The Lens, formerly called Patent Lens, is an online patent and scholarly literature search facility, provided by Cambia, an Australia-based non-profit organization. The Lens has been hailed as the “most comprehensive scholarly literature database, that exceeds in its width and depth two leading commercial databases (Web of Science and Scopus) combined”. The Lens is an agglomeration database, that takes bibliometric data from other databases (such as PubMed and Crossref ) and combines them into one, deduplicated and with unified search syntax. Also, unlike the competing databases, The Lens allows data exporting in JSON format with a superior granularity compared to RIS and CSV formats.

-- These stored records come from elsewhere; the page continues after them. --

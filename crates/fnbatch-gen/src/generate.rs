use fnbatch_core::errors::{BatchError, ErrorInfo};
use fnbatch_core::{BatchResult, ModelDependency, ParameterDescriptor};
use serde::{Deserialize, Serialize};
use serde_json::Value;
use tracing::info;

use crate::config::GeneratorConfig;
use crate::deps::{resolve_dependencies, ModelResolution};
use crate::expand::{expand, expected_len};
use crate::hash::stable_hash_string;
use crate::options::{sample_option_sets, OptionSet};
use crate::schema::{normalize_schema, SchemaDialect};
use crate::sink::ExecutionSink;

/// Normalized parameters and their sampled candidates, ready for expansion.
#[derive(Debug, Clone, PartialEq)]
pub struct BatchPlan {
    /// Dialect the schema was written in.
    pub dialect: SchemaDialect,
    /// Normalized parameters in declaration order.
    pub parameters: Vec<ParameterDescriptor>,
    /// Sampled candidates keyed by parameter name, same order as `parameters`.
    pub options: OptionSet,
    /// Declared model dependencies, empty when the schema has none.
    pub model_dependencies: Vec<ModelDependency>,
}

impl BatchPlan {
    /// Number of executions the plan expands to, `None` on overflow.
    pub fn execution_count(&self) -> Option<usize> {
        expected_len(&self.options)
    }
}

/// Per-parameter line of a [`BatchSummary`].
#[derive(Debug, Clone, PartialEq, Serialize, Deserialize)]
pub struct ParameterSummary {
    /// Parameter name as declared in the schema.
    pub name: String,
    /// Kind label such as `numeric-range` or `default-only`.
    pub kind: String,
    /// Number of sampled candidates after the cap.
    pub options: usize,
}

/// Description of a batch without its executions.
#[derive(Debug, Clone, PartialEq, Serialize, Deserialize)]
pub struct BatchSummary {
    /// SHA-256 of the canonical (key-sorted) schema JSON.
    pub schema_hash: String,
    /// Dialect the schema was written in.
    pub dialect: SchemaDialect,
    /// Candidate cap the batch was sampled with.
    pub max_options_per_param: usize,
    /// One line per parameter, in declaration order.
    pub parameters: Vec<ParameterSummary>,
    /// Declared model dependencies.
    pub model_dependencies: Vec<ModelDependency>,
    /// Size of the cartesian product.
    pub executions: usize,
}

/// Normalizes the schema and samples candidates for every parameter.
pub fn plan_batch(schema: &Value, config: &GeneratorConfig) -> Result<BatchPlan, BatchError> {
    config.validate()?;
    let normalized = normalize_schema(schema)?;
    let options = sample_option_sets(&normalized.parameters, config.max_options_per_param)?;
    Ok(BatchPlan {
        dialect: normalized.dialect,
        parameters: normalized.parameters,
        options,
        model_dependencies: normalized.model_dependencies,
    })
}

/// Runs the full pipeline and returns the executions in generation order.
/// Fails on the first error; nothing is returned partially.
pub fn generate_batch(
    schema: &Value,
    resolution: &ModelResolution,
    config: &GeneratorConfig,
) -> Result<BatchResult, BatchError> {
    let plan = plan_batch(schema, config)?;
    let models = resolve_dependencies(&plan.model_dependencies, resolution)?;
    let count = plan.execution_count().ok_or_else(|| {
        BatchError::Config(
            ErrorInfo::new("batch.too_large", "execution count overflows the address space")
                .with_context("parameters", plan.parameters.len().to_string())
                .with_hint("lower max_options_per_param"),
        )
    })?;
    let executions = expand(&plan.options, models.as_ref());
    debug_assert_eq!(executions.len(), count);
    info!(
        parameters = plan.parameters.len(),
        executions = executions.len(),
        "batch generated"
    );
    Ok(executions)
}

/// Generates the batch and hands it to `sink`. The sink is not touched when
/// generation fails.
pub fn run_batch(
    schema: &Value,
    resolution: &ModelResolution,
    config: &GeneratorConfig,
    sink: &mut dyn ExecutionSink,
) -> Result<usize, BatchError> {
    let executions = generate_batch(schema, resolution, config)?;
    sink.accept(&executions)?;
    Ok(executions.len())
}

/// Summarizes a schema: its hash, parameters, candidate counts and the
/// resulting execution count.
pub fn summarize_batch(schema: &Value, config: &GeneratorConfig) -> Result<BatchSummary, BatchError> {
    let plan = plan_batch(schema, config)?;
    let executions = plan.execution_count().unwrap_or(usize::MAX);
    let parameters = plan
        .parameters
        .iter()
        .map(|param| ParameterSummary {
            name: param.name.clone(),
            kind: param.kind.label().to_string(),
            options: plan.options.get(&param.name).map_or(0, Vec::len),
        })
        .collect();
    Ok(BatchSummary {
        schema_hash: stable_hash_string(schema)?,
        dialect: plan.dialect,
        max_options_per_param: config.max_options_per_param,
        parameters,
        model_dependencies: plan.model_dependencies,
        executions,
    })
}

Launched in 2000 as the Patent Lens, over the years, thanks to grants from the Rockefeller Foundation in 2000–2004, Bill and Melinda Gates Foundation in 2011, Gordon and Betty Moore Foundation in 2012, The Welcome Trust in 2018, as well as from the Lemelson Foundation it added journal articles, conference papers, reports, books and other types of scholarly literature, and evolved into a comprehensive database with over 225+ million scholarly works, 127+ million global patent records, and more than 370 million biological sequences, all with unprecedentedly rich metadata (including citations).
In 2013, the Patent Lens was officially replaced with Cambia's new site The Lens.

Features
Searches of the Lens can be undertaken using numerous variables, including full-text, title, abstract, inventor, applicant/assignee, publication number and filing number. A user is also able to search for lapsed, abandoned, or expired US patents via the INPADOC patent status and family information service. Patent families may be visualized using graphical trees as PDF files.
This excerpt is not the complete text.